Stateful objects instead may have a behavior that changes as a result of its own state (or of its collaborators). You call some Command methods on it, and the response of further calls to Query methods change. Hopefully the Commands encapsulate some domain logic to constrain the state transition to a valid and modelled one.
At the extreme end of the spectrum we find setters: methods which only mutate the value of one or more fields, possibly skipping any validation, domain modeling or consistency check. The setters considered here are public methods, because their limited-scope versions do not provide the same violations.
If you want to write procedural code, setters proliferate (still it's probably easier to just use public fields at that point). There are only a few valid use cases where I have found setters useful in object-oriented programming, and here is the (short) list.

Configuration which has default values

Classes may have a few configuration values that you are able to tune; especially when there is more than a few of these parameters, I find useful to separate hard dependencies in the constructor and setters that are able to override the default parameters when the object has already been constructed. If you forgot to call these methods, the object still has to work correctly.
Alternative solutions for this use case are of course constructors with default parameters, which I definitely prefer if there are not so many options to tune (1 or 2). You can also look into with Value Objects which produce a new instance upon reconfiguration, and model all of the configuration parameters as a single entity; or into a Builder if you want to invest in an additional class and its API.

Adding Observers

Observers (or listeners if you prefer) are collaborators which are notified of internal events happening inside an object that may interest them.
I treat the observers of an object as an append-only list data structure, with an empty list or array as the natural Null Object. The object is initialized without any observer, and a setter like addListener(...) has the more limited capability of adding an observer but not of removing or modifying an existing one.
The nature of the Observer pattern is investing on a common bus that many observers can be attached to, even if they come from different packages and libraries. Therefore I find it natural to support the dynamic wiring of other objects, even if they make the object more mutable can before. The needs of integration become more important than guaranteeing safety of construction in these scenarios.
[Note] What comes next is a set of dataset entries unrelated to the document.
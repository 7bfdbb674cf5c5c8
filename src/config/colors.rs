//! Menu colors.

use ratatui::style::Color;
use serde::{de, Deserialize, Deserializer};

#[derive(Debug, Clone, PartialEq, Deserialize)]
#[serde(default)]
pub struct ColorConfig {
    #[serde(deserialize_with = "deserialize_color")]
    pub border: Color,
    #[serde(deserialize_with = "deserialize_color")]
    pub title: Color,
    #[serde(deserialize_with = "deserialize_color")]
    pub selection_fg: Color,
    #[serde(deserialize_with = "deserialize_color")]
    pub selection_bg: Color,
    #[serde(deserialize_with = "deserialize_color")]
    pub post: Color,
    #[serde(deserialize_with = "deserialize_color")]
    pub account: Color,
    #[serde(deserialize_with = "deserialize_color")]
    pub header: Color,
    #[serde(deserialize_with = "deserialize_color")]
    pub separator: Color,
    #[serde(deserialize_with = "deserialize_color")]
    pub status_fg: Color,
    #[serde(deserialize_with = "deserialize_color")]
    pub status_bg: Color,
    #[serde(deserialize_with = "deserialize_color")]
    pub error: Color,
}

impl Default for ColorConfig {
    fn default() -> Self {
        Self {
            border: Color::Cyan,
            title: Color::LightCyan,
            selection_fg: Color::Black,
            selection_bg: Color::Cyan,
            post: Color::White,
            account: Color::Yellow,
            header: Color::DarkGray,
            separator: Color::DarkGray,
            status_fg: Color::White,
            status_bg: Color::DarkGray,
            error: Color::LightRed,
        }
    }
}

fn deserialize_color<'de, D>(deserializer: D) -> Result<Color, D::Error>
where
    D: Deserializer<'de>,
{
    let s = String::deserialize(deserializer)?;
    parse_color_string(&s).map_err(de::Error::custom)
}

/// Parse a named color ("Cyan", "darkgray", ...) or a `#RRGGBB` / `#RGB` hex code.
pub fn parse_color_string(s: &str) -> Result<Color, String> {
    let s = s.trim();

    if let Some(hex) = s.strip_prefix('#') {
        return parse_hex_color(hex).ok_or_else(|| format!("Invalid hex color: {}", s));
    }

    let color = match s.to_lowercase().as_str() {
        "black" => Color::Black,
        "red" => Color::Red,
        "green" => Color::Green,
        "yellow" => Color::Yellow,
        "blue" => Color::Blue,
        "magenta" => Color::Magenta,
        "cyan" => Color::Cyan,
        "gray" | "grey" => Color::Gray,
        "darkgray" | "darkgrey" => Color::DarkGray,
        "lightred" => Color::LightRed,
        "lightgreen" => Color::LightGreen,
        "lightyellow" => Color::LightYellow,
        "lightblue" => Color::LightBlue,
        "lightmagenta" => Color::LightMagenta,
        "lightcyan" => Color::LightCyan,
        "white" => Color::White,
        "reset" => Color::Reset,
        _ => return Err(format!("Unknown color: {}", s)),
    };
    Ok(color)
}

fn parse_hex_color(hex: &str) -> Option<Color> {
    if !hex.is_ascii() {
        return None;
    }
    let channel = |digits: &str| u8::from_str_radix(digits, 16).ok();

    match hex.len() {
        6 => Some(Color::Rgb(
            channel(&hex[0..2])?,
            channel(&hex[2..4])?,
            channel(&hex[4..6])?,
        )),
        // #RGB expands each digit: F -> FF
        3 => Some(Color::Rgb(
            channel(&hex[0..1])? * 17,
            channel(&hex[1..2])? * 17,
            channel(&hex[2..3])? * 17,
        )),
        _ => None,
    }
}

#[cfg(test)]
mod tests {
    use super::*;

    #[test]
    fn test_named_colors_ignore_case() {
        assert_eq!(parse_color_string("Cyan").unwrap(), Color::Cyan);
        assert_eq!(parse_color_string("DARKGREY").unwrap(), Color::DarkGray);
        assert_eq!(parse_color_string(" lightred ").unwrap(), Color::LightRed);
    }

    #[test]
    fn test_hex_colors() {
        assert_eq!(parse_color_string("#ff8000").unwrap(), Color::Rgb(255, 128, 0));
        assert_eq!(parse_color_string("#0F0").unwrap(), Color::Rgb(0, 255, 0));
    }

    #[test]
    fn test_invalid_colors() {
        assert!(parse_color_string("chartreuse").is_err());
        assert!(parse_color_string("#GGGGGG").is_err());
        assert!(parse_color_string("#12345").is_err());
        assert!(parse_color_string("#ééé").is_err());
    }
}
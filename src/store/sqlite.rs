use std::path::Path;
use std::sync::{Mutex, MutexGuard};

use chrono::Utc;
use rusqlite::{params, Connection, OptionalExtension};
use rusqlite_migration::{Migrations, M};

use crate::app::{Result, RoostError};
use crate::store::KeyValueStore;

pub struct SqliteStore {
    conn: Mutex<Connection>,
}

impl SqliteStore {
    pub fn new<P: AsRef<Path>>(path: P) -> Result<Self> {
        let conn = Connection::open(path)?;
        let store = Self {
            conn: Mutex::new(conn),
        };
        store.run_migrations()?;
        Ok(store)
    }

    pub fn in_memory() -> Result<Self> {
        let conn = Connection::open_in_memory()?;
        let store = Self {
            conn: Mutex::new(conn),
        };
        store.run_migrations()?;
        Ok(store)
    }

    fn run_migrations(&self) -> Result<()> {
        let migrations = Migrations::new(vec![M::up(include_str!(
            "../../migrations/001-initial/up.sql"
        ))]);

        let mut conn = self.conn()?;
        migrations
            .to_latest(&mut conn)
            .map_err(|e| RoostError::Migration(e.to_string()))?;

        Ok(())
    }

    fn conn(&self) -> Result<MutexGuard<'_, Connection>> {
        self.conn.lock().map_err(|e| {
            RoostError::Database(rusqlite::Error::SqliteFailure(
                rusqlite::ffi::Error::new(1),
                Some(e.to_string()),
            ))
        })
    }
}

impl KeyValueStore for SqliteStore {
    fn load(&self, key: &str) -> Result<Option<Vec<String>>> {
        let conn = self.conn()?;

        let raw: Option<String> = conn
            .query_row(
                "SELECT value FROM settings WHERE key = ?1",
                params![key],
                |row| row.get(0),
            )
            .optional()?;

        match raw {
            Some(json) => Ok(Some(serde_json::from_str(&json)?)),
            None => Ok(None),
        }
    }

    fn store(&self, key: &str, values: &[String]) -> Result<()> {
        let json = serde_json::to_string(values)?;
        let conn = self.conn()?;

        conn.execute(
            "INSERT INTO settings (key, value, updated_at) VALUES (?1, ?2, ?3)
             ON CONFLICT(key) DO UPDATE SET value = excluded.value, updated_at = excluded.updated_at",
            params![key, json, Utc::now().to_rfc3339()],
        )?;

        Ok(())
    }
}
use std::sync::atomic::{AtomicBool, Ordering};

static DEBUG: AtomicBool = AtomicBool::new(false);

pub(crate) fn set_debug(enabled: bool) {
    DEBUG.store(enabled, Ordering::Relaxed);
}

pub(crate) fn debug_enabled() -> bool {
    DEBUG.load(Ordering::Relaxed)
}
//! Script file creation
//!
//! Writes the header template to a path, creating parent directories as
//! needed, and marks the result executable on unix.

use std::fs;
use std::path::Path;

use chrono::{Local, NaiveDate};

use crate::error::{CreateError, IoAction};
use crate::template;
use crate::utils::debug_enabled;

/// Create a new script at `path` dated today.
///
/// Fails with [`CreateError::AlreadyExists`] when something is already at
/// `path` and `force` is false.
pub(crate) fn create_script(path: &Path, force: bool) -> Result<(), CreateError> {
    create_script_dated(path, force, Local::now().date_naive())
}

pub(crate) fn create_script_dated(
    path: &Path,
    force: bool,
    date: NaiveDate,
) -> Result<(), CreateError> {
    if path.exists() && !force {
        return Err(CreateError::AlreadyExists {
            path: path.to_path_buf(),
        });
    }

    let Some(name) = template::file_name(path) else {
        return Err(CreateError::InvalidPath {
            path: path.to_path_buf(),
        });
    };

    if let Some(parent) = path.parent()
        && !parent.as_os_str().is_empty()
        && !parent.exists()
    {
        if debug_enabled() {
            eprintln!("[DEBUG] Creating directory {}", parent.display());
        }
        fs::create_dir_all(parent).map_err(|source| CreateError::Io {
            path: path.to_path_buf(),
            action: IoAction::CreateDirs,
            source,
        })?;
    }

    let text = template::render(&name, date);
    if debug_enabled() {
        eprintln!("[DEBUG] Writing {} bytes to {}", text.len(), path.display());
    }
    fs::write(path, text).map_err(|source| CreateError::Io {
        path: path.to_path_buf(),
        action: IoAction::Write,
        source,
    })?;

    set_executable(path)
}

#[cfg(unix)]
fn set_executable(path: &Path) -> Result<(), CreateError> {
    use std::os::unix::fs::PermissionsExt;

    use crate::consts::SCRIPT_MODE;

    if debug_enabled() {
        eprintln!("[DEBUG] Setting mode {:o} on {}", SCRIPT_MODE, path.display());
    }
    fs::set_permissions(path, fs::Permissions::from_mode(SCRIPT_MODE)).map_err(|source| {
        CreateError::Io {
            path: path.to_path_buf(),
            action: IoAction::SetPermissions,
            source,
        }
    })
}

#[cfg(not(unix))]
fn set_executable(_path: &Path) -> Result<(), CreateError> {
    Ok(())
}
When objects are unserialized from a cold storage such as a stream of bytes or a JSON object, encapsulation is very likely going to be violated. Object-relational mappers have been doing this for ages by working directly on annotated private fields, with sometimes powerful results but also lots of dangers from storage and code being out of sync.
In the scenarios where you control the reconstitution of objects, such as rebuilding an object from a MongoDB document, it's often easier to provide an explicit API like a setState() method than to rely on the magic of a library which is going to bypass your public methods. To constrast the possible misuse, you can tag this method as @private (or package protected in Java), or make it very awkward to use outside of the persistence context by requiring a particular data structure to be passed in.


There are very few use cases for setters in real object-oriented programming; default to constructor injection and to immutable objects to avoid overcomplicating your design. Employ setters for non-mandatory, cross-cutting initializations so that your code does not have to bend over backwards to support these use cases while at the same time it can be robust to cowboy modification of internal state.